*Data entries*

- - -

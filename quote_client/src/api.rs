//! HTTP read API over the `QuoteCache`.
//!
//! - `GET /health` — liveness with the current server time.
//! - `GET /quotes` — every cached `symbol → price`, or 503 while nothing has arrived yet.
//! - `GET /quotes/{symbol}` — one cached price, or 404 for an unknown symbol.

use std::collections::HashMap;
use std::sync::Arc;

use axum::{
    Json, Router,
    extract::{Path, State},
    http::StatusCode,
    response::{IntoResponse, Response},
    routing::get,
};
use chrono::{SecondsFormat, Utc};
use serde::Serialize;
use thiserror::Error;

use crate::cache::QuoteCache;

/// Outcome of a cache read that produced no value.
#[derive(Debug, Clone, PartialEq, Eq, Error)]
pub enum ReadError {
    /// Nothing has been received from the generator yet.
    #[error("no quotes available yet")]
    Unavailable,
    /// The symbol is not in the cache.
    #[error("not found")]
    NotFound(String),
}

/// Every cached price; `Unavailable` while the cache is empty.
pub fn get_all(cache: &QuoteCache) -> Result<HashMap<String, f64>, ReadError> {
    let quotes = cache.get_all();
    if quotes.is_empty() {
        return Err(ReadError::Unavailable);
    }
    Ok(quotes)
}

/// Cached price of exactly `symbol`.
pub fn get_one(cache: &QuoteCache, symbol: &str) -> Result<f64, ReadError> {
    cache
        .get(symbol)
        .ok_or_else(|| ReadError::NotFound(symbol.to_string()))
}

/// Error payload returned to HTTP callers.
#[derive(Debug, Serialize)]
pub struct ErrorResponse {
    pub error: String,
    #[serde(skip_serializing_if = "Option::is_none")]
    pub symbol: Option<String>,
}

/// API error type
#[derive(Debug)]
pub struct ApiError {
    pub status: StatusCode,
    pub body: ErrorResponse,
}

impl From<ReadError> for ApiError {
    fn from(err: ReadError) -> Self {
        let error = err.to_string();
        match err {
            ReadError::Unavailable => ApiError {
                status: StatusCode::SERVICE_UNAVAILABLE,
                body: ErrorResponse {
                    error,
                    symbol: None,
                },
            },
            ReadError::NotFound(symbol) => ApiError {
                status: StatusCode::NOT_FOUND,
                body: ErrorResponse {
                    error,
                    symbol: Some(symbol),
                },
            },
        }
    }
}

impl IntoResponse for ApiError {
    fn into_response(self) -> Response {
        (self.status, Json(self.body)).into_response()
    }
}

#[derive(Debug, Serialize)]
pub struct HealthResponse {
    pub status: &'static str,
    pub time: String,
}

#[derive(Debug, Serialize)]
pub struct QuoteResponse {
    pub symbol: String,
    pub price: f64,
}

/// Create the consumer router
pub fn create_router(cache: Arc<QuoteCache>) -> Router {
    Router::new()
        .route("/health", get(health))
        .route("/quotes", get(all_quotes))
        .route("/quotes/{symbol}", get(one_quote))
        .with_state(cache)
}

/// GET /health
async fn health() -> Json<HealthResponse> {
    Json(HealthResponse {
        status: "healthy",
        time: Utc::now().to_rfc3339_opts(SecondsFormat::Secs, true),
    })
}

/// GET /quotes
async fn all_quotes(
    State(cache): State<Arc<QuoteCache>>,
) -> Result<Json<HashMap<String, f64>>, ApiError> {
    Ok(Json(get_all(&cache)?))
}

/// GET /quotes/{symbol}
async fn one_quote(
    State(cache): State<Arc<QuoteCache>>,
    Path(symbol): Path<String>,
) -> Result<Json<QuoteResponse>, ApiError> {
    let price = get_one(&cache, &symbol)?;
    Ok(Json(QuoteResponse { symbol, price }))
}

- - -

*Task details*
Only a number is wanted here: how many lines of the records above hold the word "IntoResponse".

*Exercise output*
2